The pace is breakneck. And don’t blink or you’ll miss something. There’s no point in recapping each and every one of these actions. Not necessary because we all know that it was indeed, the biggest ecological disaster in the history of the world.
What I found to be brilliant was how it all fit together dramatically for TV. Not the real thing but this show. Sorkin knows his business, inside and out, and he can write with the best of them, if not simply the best.

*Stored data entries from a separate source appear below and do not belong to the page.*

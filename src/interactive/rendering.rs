//! TUI rendering with ratatui
//!
//! Board, keyboard, statistics and message panels for the game screen.

use super::app::{App, MessageStyle};
use crate::core::{Feedback, WORD_LENGTH};
use crate::game::{MAX_ATTEMPTS, RoundStatus};
use crate::output::INSTRUCTIONS;
use rand::Rng;
use ratatui::{
    Frame,
    layout::{Alignment, Constraint, Direction, Layout, Rect},
    style::{Color, Modifier, Style},
    text::{Line, Span},
    widgets::{Block, BorderType, Borders, Clear, List, ListItem, Paragraph, Wrap},
};

const KEYBOARD_ROWS: [&str; 3] = ["qwertyuiop", "asdfghjkl", "zxcvbnm"];
const DISTRIBUTION_WIDTH: usize = 16;

/// Main UI rendering function
pub fn ui<R: Rng>(f: &mut Frame, app: &App<'_, R>) {
    let chunks = Layout::default()
        .direction(Direction::Vertical)
        .constraints([
            Constraint::Length(3), // Header
            Constraint::Min(16),   // Main content
            Constraint::Length(3), // Status bar
        ])
        .split(f.area());

    render_header(f, chunks[0]);

    let main_chunks = Layout::default()
        .direction(Direction::Horizontal)
        .constraints([Constraint::Percentage(60), Constraint::Percentage(40)])
        .split(chunks[1]);

    let left = Layout::default()
        .direction(Direction::Vertical)
        .constraints([
            Constraint::Length(MAX_ATTEMPTS as u16 * 2 + 3), // Board
            Constraint::Min(5),                              // Keyboard
        ])
        .split(main_chunks[0]);

    render_board(f, app, left[0]);
    render_keyboard(f, app, left[1]);

    let right = Layout::default()
        .direction(Direction::Vertical)
        .constraints([Constraint::Percentage(50), Constraint::Percentage(50)])
        .split(main_chunks[1]);

    render_statistics(f, app, right[0]);
    render_messages(f, app, right[1]);

    render_status(f, app, chunks[2]);

    if app.show_help {
        render_help(f);
    }
}

fn render_header(f: &mut Frame, area: Rect) {
    let header = Paragraph::new("JORDLE")
        .style(
            Style::default()
                .fg(Color::Green)
                .add_modifier(Modifier::BOLD),
        )
        .alignment(Alignment::Center)
        .block(
            Block::default()
                .borders(Borders::ALL)
                .border_type(BorderType::Rounded)
                .style(Style::default().fg(Color::Green)),
        );
    f.render_widget(header, area);
}

fn feedback_style(feedback: Option<Feedback>) -> Style {
    match feedback {
        Some(Feedback::Correct) => Style::default().fg(Color::Black).bg(Color::Green),
        Some(Feedback::Present) => Style::default().fg(Color::Black).bg(Color::Yellow),
        Some(Feedback::Absent) => Style::default().fg(Color::White).bg(Color::DarkGray),
        None => Style::default().fg(Color::White),
    }
    .add_modifier(Modifier::BOLD)
}

fn tile(letter: Option<u8>, feedback: Option<Feedback>) -> Span<'static> {
    let text = letter.map_or_else(
        || " _ ".to_string(),
        |l| format!(" {} ", char::from(l.to_ascii_uppercase())),
    );
    Span::styled(text, feedback_style(feedback))
}

fn render_board<R: Rng>(f: &mut Frame, app: &App<'_, R>, area: Rect) {
    let history = app.engine.history();
    let mut lines = Vec::with_capacity(MAX_ATTEMPTS * 2);

    for row in 0..MAX_ATTEMPTS {
        let spans: Vec<Span> = if let Some(record) = history.get(row) {
            record
                .guess
                .letters()
                .iter()
                .zip(record.pattern.symbols())
                .flat_map(|(&letter, &feedback)| {
                    [tile(Some(letter), Some(feedback)), Span::raw(" ")]
                })
                .collect()
        } else if row == history.len() && app.engine.status() == RoundStatus::InProgress {
            let typed = app.input.as_bytes();
            (0..WORD_LENGTH)
                .flat_map(|i| [tile(typed.get(i).copied(), None), Span::raw(" ")])
                .collect()
        } else {
            (0..WORD_LENGTH)
                .flat_map(|_| {
                    [
                        Span::styled(" · ", Style::default().fg(Color::DarkGray)),
                        Span::raw(" "),
                    ]
                })
                .collect()
        };
        lines.push(Line::from(spans));
        lines.push(Line::from(""));
    }

    let title = match app.engine.status() {
        RoundStatus::InProgress => format!(
            " Guess {}/{MAX_ATTEMPTS} ",
            app.engine.attempts_used() + 1
        ),
        RoundStatus::Won => " Solved! ".to_string(),
        RoundStatus::Lost => format!(
            " The word was {} ",
            app.engine.secret().text().to_uppercase()
        ),
    };

    let board = Paragraph::new(lines).alignment(Alignment::Center).block(
        Block::default()
            .title(title)
            .borders(Borders::ALL)
            .border_type(BorderType::Rounded),
    );
    f.render_widget(board, area);
}

fn render_keyboard<R: Rng>(f: &mut Frame, app: &App<'_, R>, area: Rect) {
    let states = app.letter_states();

    let lines: Vec<Line> = KEYBOARD_ROWS
        .iter()
        .map(|row| {
            let spans: Vec<Span> = row
                .bytes()
                .flat_map(|letter| {
                    let state = states[usize::from(letter - b'a')];
                    [tile(Some(letter), state), Span::raw(" ")]
                })
                .collect();
            Line::from(spans)
        })
        .collect();

    let keyboard = Paragraph::new(lines)
        .alignment(Alignment::Center)
        .block(Block::default().title(" Letters ").borders(Borders::ALL));
    f.render_widget(keyboard, area);
}

fn render_statistics<R: Rng>(f: &mut Frame, app: &App<'_, R>, area: Rect) {
    let stats = &app.stats;
    let most = stats.guess_distribution.iter().copied().max().unwrap_or(0);

    let mut lines = vec![
        Line::from(format!("Total Games:    {}", stats.total_games)),
        Line::from(format!("Games Won:      {}", stats.games_won)),
        Line::from(format!("Win Percentage: {:.1}%", stats.win_percentage())),
        Line::from(format!("Current Streak: {}", stats.current_streak)),
        Line::from(format!("Max Streak:     {}", stats.max_streak)),
        Line::from(""),
    ];

    let last_win = app
        .last_outcome
        .as_ref()
        .filter(|o| o.won)
        .map(|o| o.attempts);
    for (i, &count) in stats.guess_distribution.iter().enumerate() {
        let color = if last_win == Some(i + 1) {
            Color::Green
        } else {
            Color::DarkGray
        };
        lines.push(Line::from(vec![
            Span::raw(format!("{}: ", i + 1)),
            Span::styled(distribution_bar(count, most), Style::default().fg(color)),
            Span::raw(format!(" {count}")),
        ]));
    }

    let paragraph = Paragraph::new(lines).block(
        Block::default()
            .title(" Game Statistics ")
            .borders(Borders::ALL)
            .style(Style::default().fg(Color::Green)),
    );
    f.render_widget(paragraph, area);
}

/// Bar for one row of the guess distribution, scaled against the largest row
///
/// Empty for a zero count; any win gets at least one block.
fn distribution_bar(count: usize, most: usize) -> String {
    if count == 0 || most == 0 {
        return String::new();
    }
    "█".repeat((count * DISTRIBUTION_WIDTH / most).max(1))
}

fn render_messages<R: Rng>(f: &mut Frame, app: &App<'_, R>, area: Rect) {
    let messages: Vec<ListItem> = app
        .messages
        .iter()
        .rev()
        .map(|msg| {
            let style = match msg.style {
                MessageStyle::Info => Style::default().fg(Color::White),
                MessageStyle::Success => Style::default().fg(Color::Green),
                MessageStyle::Error => Style::default().fg(Color::Red),
            };
            ListItem::new(msg.text.clone()).style(style)
        })
        .collect();

    let messages_list =
        List::new(messages).block(Block::default().title(" Messages ").borders(Borders::ALL));
    f.render_widget(messages_list, area);
}

fn render_status<R: Rng>(f: &mut Frame, app: &App<'_, R>, area: Rect) {
    let help_text = if app.engine.status().is_over() {
        "Enter: New Word | ?: Help | Esc: Quit"
    } else {
        "Type letters | Enter: Submit | Backspace: Delete | Ctrl+N: New Word | ?: Help | Esc: Quit"
    };

    let help = Paragraph::new(help_text)
        .alignment(Alignment::Center)
        .style(Style::default().fg(Color::DarkGray))
        .block(Block::default().borders(Borders::TOP));
    f.render_widget(help, area);
}

fn render_help(f: &mut Frame) {
    let area = centered_rect(70, 50, f.area());

    let mut lines: Vec<Line> = INSTRUCTIONS.iter().map(|&l| Line::from(l)).collect();
    lines.push(Line::from(""));
    lines.push(Line::from(Span::styled(
        "Press Esc or ? to close",
        Style::default().fg(Color::DarkGray),
    )));

    let help = Paragraph::new(lines).wrap(Wrap { trim: false }).block(
        Block::default()
            .title(" How to Play Jordle ")
            .borders(Borders::ALL)
            .border_type(BorderType::Double)
            .style(Style::default().fg(Color::Cyan)),
    );

    f.render_widget(Clear, area);
    f.render_widget(help, area);
}

/// Rectangle of the given percentage size centered in `area`
fn centered_rect(percent_x: u16, percent_y: u16, area: Rect) -> Rect {
    let vertical = Layout::default()
        .direction(Direction::Vertical)
        .constraints([
            Constraint::Percentage((100 - percent_y) / 2),
            Constraint::Percentage(percent_y),
            Constraint::Percentage((100 - percent_y) / 2),
        ])
        .split(area);

    Layout::default()
        .direction(Direction::Horizontal)
        .constraints([
            Constraint::Percentage((100 - percent_x) / 2),
            Constraint::Percentage(percent_x),
            Constraint::Percentage((100 - percent_x) / 2),
        ])
        .split(vertical[1])[1]
}

#[cfg(test)]
mod tests {
    use super::*;
    use crate::core::Word;
    use crate::game::{GuessEngine, WordBank};
    use rand::SeedableRng;
    use rand::rngs::StdRng;
    use ratatui::{Terminal, backend::TestBackend};

    fn words(list: &[&str]) -> Vec<Word> {
        list.iter().map(|w| Word::new(w).unwrap()).collect()
    }

    fn buffer_text(terminal: &Terminal<TestBackend>) -> String {
        let buffer = terminal.backend().buffer();
        buffer
            .content()
            .chunks(buffer.area.width as usize)
            .map(|row| row.iter().map(|cell| cell.symbol()).collect::<String>())
            .collect::<Vec<_>>()
            .join("\n")
    }

    #[test]
    fn draws_board_and_reveal() {
        let bank = WordBank::new(words(&["abbey"]), words(&["crane"])).unwrap();
        let mut app = App::new(GuessEngine::new(&bank, StdRng::seed_from_u64(0)).unwrap());
        for _ in 0..MAX_ATTEMPTS {
            "crane".chars().for_each(|c| app.push_letter(c));
            app.submit();
        }

        let mut terminal = Terminal::new(TestBackend::new(100, 40)).unwrap();
        terminal.draw(|f| ui(f, &app)).unwrap();
        let text = buffer_text(&terminal);

        assert!(text.contains("JORDLE"));
        assert!(text.contains("The word was ABBEY"));
        assert!(text.contains(" C "));
        assert!(text.contains("Total Games:    1"));
    }

    #[test]
    fn distribution_bar_is_empty_without_wins() {
        assert_eq!(distribution_bar(0, 0), "");
        assert_eq!(distribution_bar(0, 5), "");
        assert_eq!(distribution_bar(1, 100), "█");
        assert_eq!(distribution_bar(5, 5).chars().count(), DISTRIBUTION_WIDTH);
    }

    #[test]
    fn fresh_session_draws_no_distribution_bars() {
        let bank = WordBank::new(words(&["abbey"]), Vec::new()).unwrap();
        let app = App::new(GuessEngine::new(&bank, StdRng::seed_from_u64(0)).unwrap());

        let mut terminal = Terminal::new(TestBackend::new(100, 40)).unwrap();
        terminal.draw(|f| ui(f, &app)).unwrap();

        assert!(!buffer_text(&terminal).contains('█'));
    }

    #[test]
    fn draws_help_overlay() {
        let bank = WordBank::new(words(&["abbey"]), Vec::new()).unwrap();
        let mut app = App::new(GuessEngine::new(&bank, StdRng::seed_from_u64(0)).unwrap());
        app.show_help = true;

        let mut terminal = Terminal::new(TestBackend::new(100, 40)).unwrap();
        terminal.draw(|f| ui(f, &app)).unwrap();

        assert!(buffer_text(&terminal).contains("How to Play Jordle"));
    }
}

He’s capable of preaching here and there, and some of the speeches ran a little long. But the overall assembly of the parts of this show were just fabulous. Jeff Daniels hits all the high notes that will absolutely rub you the wrong way. Emily Mortimer will have you in her pocket about three minutes after we’ve met her.
You’ll root for Jim Harper, and Maggie Jordan. You’ll almost hiss at Don, the outgoing ExP. Old veteran Sam Waterston does his best as the cagey and wise newsman sitting atop the news Division at ACN. He’s filled with war stories from Vietnam, and an inspiring amount of confidence in the team that he assembled. Yes, that’s right. It was all his doing. Bringing in Mackenzie, pointing Don at another show (the 10:00 o’clock news), and all the internal motion was because he believed in the news, in Jeff Daniels’ Will McAvoy, and that he bought into the opportunity to give Mackenzie McHale the ExP job to float McAvoy’s ship once more.
Simply, I thought this opening episode was brilliant.













Comments
Thank you for posting all the great dialog from this amazing show. You are the only source I’ve found to obtain some of the great quotes from Newsroom.
Thanks JC – I’m really pumped for the 2nd episode tonight.
Holy F. Dialog (or dialogue) I can appreciate. But the constant emotive shrill verbal barrage is getting to be a f*ng annoyance if not noise. I probably don’t get it….not sure if I can get educated on this one.
Thanks for the comment. That’s Sorkin’s style. He utilizes verbal barrages rather than guns, auto chases, and violent actions. Of course one can feel assaulted by words too, so I understand your point.